Cindy's heart for even those who hurt her the most is unrelentingly gracious, kind, and merciful. She will probably mourn in some way for her ex-husband when he dies (God forbid). I hope the man who holds her on that day understands her heart and how she can still care in some way about a man who treated her despicably. All I know is that woman, more than any other I know, deserves a good man who will treat her well. She deserves the best, whomever that may be. Thank you to anyone who spent time in prayer for this wonderful woman and her children. You know how precious they are to me, so I am deeply grateful for any prayers you can send her way.

***

Cindy called after reading something I wrote recently (and then deleted) which was asking her to come back into my life. She explained how it isn't wise to move forward right now. There will be time for friendship later. I hope she puts me at the front of the line. When we hung up, I thought to myself that is the girl for me. I don't want anyone else. She proved over and over why I believe she's the best woman for me. For anyone, really. 

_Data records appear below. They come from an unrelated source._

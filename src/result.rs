//! The probe result sum type (spec §3 Data Model).

use std::fmt;

/// Why a task was rejected. Never surfaced to the user individually —
/// logged at `debug!`/`trace!` only (spec §7: per-task errors are the
/// expected common case, not exceptional).
#[derive(Debug, Clone, Copy, PartialEq, Eq)]
pub enum RejectReason {
    TcpDialFailure,
    HandshakeMalformed,
    AuthRequired,
    AuthFailed,
    BodyMismatch,
    StatusNon2xx,
    AppearsToBeWebServer,
    Timeout,
}

impl fmt::Display for RejectReason {
    fn fmt(&self, f: &mut fmt::Formatter<'_>) -> fmt::Result {
        let s = match self {
            RejectReason::TcpDialFailure => "tcp-dial-failure",
            RejectReason::HandshakeMalformed => "handshake-malformed",
            RejectReason::AuthRequired => "auth-required",
            RejectReason::AuthFailed => "auth-failed",
            RejectReason::BodyMismatch => "body-mismatch",
            RejectReason::StatusNon2xx => "status-non-2xx",
            RejectReason::AppearsToBeWebServer => "appears-to-be-web-server",
            RejectReason::Timeout => "timeout",
        };
        f.write_str(s)
    }
}

/// The outcome of one probe. Only `Valid` ever escapes a worker.
#[derive(Debug, Clone, PartialEq, Eq)]
pub enum ProbeOutcome {
    Valid(String),
    Rejected(RejectReason),
}
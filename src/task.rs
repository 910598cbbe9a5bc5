//! Task expansion: cross-product of endpoints and credentials (spec §4.2).

use std::sync::Arc;

use tokio::sync::mpsc;

use crate::endpoint::{Credential, Endpoint};

/// One probe assignment: an endpoint plus, optionally, one credential pair.
/// Consumed exactly once by exactly one worker.
#[derive(Debug, Clone)]
pub struct Task {
    pub endpoint: Endpoint,
    pub credential: Option<Credential>,
}

/// Expand one window of endpoints against an optional credential list and
/// push the resulting tasks into a bounded channel.
///
/// - `|credentials| == 0`: one task per endpoint, credential slot empty.
/// - `|credentials| > 0`: one task per `(endpoint, credential)` pair, in
///   lexicographic order — endpoints form the outer loop, credentials the
///   inner loop, matching the source tool's nested iteration order.
///
/// Tasks for the window are generated lazily as they are sent, so memory
/// is bounded by `chunk_size * credential_count`, never the full input.
pub async fn expand_into_channel(
    endpoints: Vec<Endpoint>,
    credentials: Arc<Vec<Credential>>,
    tx: mpsc::Sender<Task>,
) {
    if credentials.is_empty() {
        for endpoint in endpoints {
            if tx
                .send(Task {
                    endpoint,
                    credential: None,
                })
                .await
                .is_err()
            {
                return;
            }
        }
        return;
    }

    for endpoint in endpoints {
        for credential in credentials.iter() {
            let task = Task {
                endpoint: endpoint.clone(),
                credential: Some(credential.clone()),
            };
            if tx.send(task).await.is_err() {
                return;
            }
        }
    }
}

/// Number of tasks a window will expand into, without materializing them.
pub fn task_count(endpoint_count: usize, credential_count: usize) -> usize {
    if credential_count == 0 {
        endpoint_count
    } else {
        endpoint_count * credential_count
    }
}

#[cfg(test)]
mod tests {
    use super::*;

    fn ep(h: &str, p: u16) -> Endpoint {
        Endpoint {
            host: h.to_string(),
            port: p,
        }
    }

    fn cred(u: &str, p: &str) -> Credential {
        Credential {
            username: u.to_string(),
            password: p.to_string(),
        }
    }

    #[tokio::test]
    async fn zero_credentials_yields_one_task_per_endpoint() {
        let (tx, mut rx) = mpsc::channel(8);
        let endpoints = vec![ep("a", 1), ep("b", 2)];
        expand_into_channel(endpoints, Arc::new(vec![]), tx).await;
        let mut out = Vec::new();
        while let Some(t) = rx.recv().await {
            out.push(t);
        }
        assert_eq!(out.len(), 2);
        assert!(out.iter().all(|t| t.credential.is_none()));
    }

    #[tokio::test]
    async fn credentials_cross_product_in_order() {
        let (tx, mut rx) = mpsc::channel(8);
        let endpoints = vec![ep("a", 1), ep("b", 2)];
        let creds = vec![cred("u1", "p1"), cred("u2", "p2")];
        expand_into_channel(endpoints, Arc::new(creds), tx).await;
        let mut out = Vec::new();
        while let Some(t) = rx.recv().await {
            out.push(t);
        }
        assert_eq!(out.len(), 4);
        assert_eq!(out[0].endpoint.host, "a");
        assert_eq!(out[0].credential.as_ref().unwrap().username, "u1");
        assert_eq!(out[1].credential.as_ref().unwrap().username, "u2");
        assert_eq!(out[2].endpoint.host, "b");
    }

    #[test]
    fn task_count_matches_invariant() {
        assert_eq!(task_count(5, 0), 5);
        assert_eq!(task_count(5, 3), 15);
    }
}
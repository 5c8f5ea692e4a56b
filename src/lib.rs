//! Edge-compatible tile pair discovery and combination sheet layout
//!
//! Reads a sprite map describing a region of a terrain sprite sheet, finds
//! every pair of tiles whose edges line up horizontally or vertically, and
//! writes a new map that shows each pair as a small group on a grid.

#![forbid(unsafe_code)]

/// Sprite map input/output, configuration and error handling
pub mod io;
/// Grid placement of matched tile pairs
pub mod layout;
/// Edge descriptors and pair matching
pub mod matching;

pub use io::error::{ComboError, ErrorKind, Result};
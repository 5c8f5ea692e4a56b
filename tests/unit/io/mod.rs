pub mod error;
pub mod report;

She once again showed why I fell in love with her. Our conversation was a confirmation. She is as amazing as advertised. She will undoubtedly think I am overstating, but she is also a humble person. I miss her so much. She reaffirmed we are friends, which was nice to hear. Also, she basically said my fears about being in her backyard or driving by her house are unfounded. She even likes that thought. Maybe I'll have to do that just for the heck of it. I take her words to heart. We are so good when we communicate. (And how I love her voice. It feels so perfect to my ears.) I'm always impressed by how intelligent she is. She was logical, firm, but kind. She didn't have to look in on how I'm doing. She didn't have to answer me. She didn't have to explain anything. She didn't have to be so kind. But that's what I love about her. She doesn't have to, but she does anyway. 

Still, I hold out hope to talk to and see her more than I do now. I hope she sees once we begin (slowly, most likely), others will see how harmless a process it is plus what good things may come of it. I want her in my life, not just for myself. I think it will be good for all of those in our lives. I can explain why I think that, but let's just leave it at that for now. My audience probably thinks I'm obsessed with the woman. She is quite a woman. And many times a mystery to me. 

***

Hey, I didn't decide to be this way. (This is just an update.) Since I spend most of my time alone while working and then come home to an empty apartment half the time, this situation became more important than I realize. I don't want to become (more) socially awkward while I have this job. I do have some interactions, but that's just job stuff. What to do about that? I don't know. Decided I don't like working alone all day. This will probably change over the winter because my main job will slow down. Unless they give me things to do by myself. Sigh. Just realized that all the time alone probably hasn't done me many favors lately, but it has given me a lot of time to pray. I don't know what else I was trying to say here, other than I may need more hangers. 

Something I felt God impressed upon me me was the need for continued healing, and that really hit home recently. My parents visited for my son's birthday and there were a lot of triggers but overall my sanity was very much intact. What God said before that, though, was I need to stop seeing myself as someone who was traumatized, abused, etc. Even in my conversations I'm not to refer to myself that way and not to mention the past hurts unless there is a valid reason. That's not me anymore. I'm a new creature with a new beginning. Part of healing is how we see ourselves, and God is saying I'm richly blessed beyond measure and greatly beloved. He wants to fill me with joy and gladness and take away the residual pain and sorrow. Amazing! As for my future, that's in God's hands. I'm a very independent person, but this year God worked to make me dependent on Him. So, I'll leave the future to Him and just make sure my bathroom is clean and stuff like that. Well, maybe not today. Definitely tomorrow, though. Take care, everyone. 

Thank you for reading. And God bless.